As part of a collaboration put together by the Poetry Barn and the Arts Society of Kingston (NY), several visual artists interpreted the work of several poets.  Artist Pam Krimsky selected and illustrated Caprice Garvin’s poem, Friendship Park. Poem and painting were exhibited at ASK’s gallery in August 2021.

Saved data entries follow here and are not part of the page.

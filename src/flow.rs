//! 원형 단면 기준 체적/질량 유량 계산.

use crate::units::mm_to_m;

/// 관경 [mm]과 유속 [m/s]으로 체적 유량 [m3/h]을 계산한다.
pub fn volume_flow_m3_per_h(diameter_mm: f64, velocity_m_per_s: f64) -> f64 {
    let diameter_m = mm_to_m(diameter_mm);
    let radius_m = diameter_m / 2.0;
    let area = std::f64::consts::PI * radius_m * radius_m;
    area * velocity_m_per_s * 3600.0
}

/// 체적 유량 [m3/h]과 밀도 [kg/m3]로 질량 유량 [t/h]을 계산한다.
pub fn mass_flow_t_per_h(volume_flow_m3_per_h: f64, density_kg_per_m3: f64) -> f64 {
    volume_flow_m3_per_h * density_kg_per_m3 / 1000.0
}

Below is a detail from the painting At The Border (Acrylic and Canvas), by Pam Krimsky, followed by the poem Friendship Park, by Caprice Garvin.

Friendship Park

On this plaza

bordering

San Diego and Tijuana,

A mother and daughter

Touch fingertips

Through thick steel mesh.

A rustling, like ribbons

Windblown from a child’s hair,

Storms up the bars,

Confounding the wall’s height.

Trash undone

By festival-goers hands,

Rises as kites.

The child doesn’t turn

To see carton

Feather into a bird

But sees flight

In her mother’s eyes

And believes it real.

She asks for wings, planes,

A swing to swing

That high.

The steel catches

The light of the sun,

Becomes a river on a kite’s tail,

Saturates the air

With the sound of fingertips

Brushing, like palm leaves,

The underside of grace.

Located within the Border Field State Park in California’s San Diego county, the half-acre Friendship Park includes a section of the border fence that divides the US and Mexico.  On the US side, the park was formerly part of the Monument Mesa picnic area, but is now under the jurisdiction of the Department of Homeland Security and is heavily monitored by U.S. Border Patrols.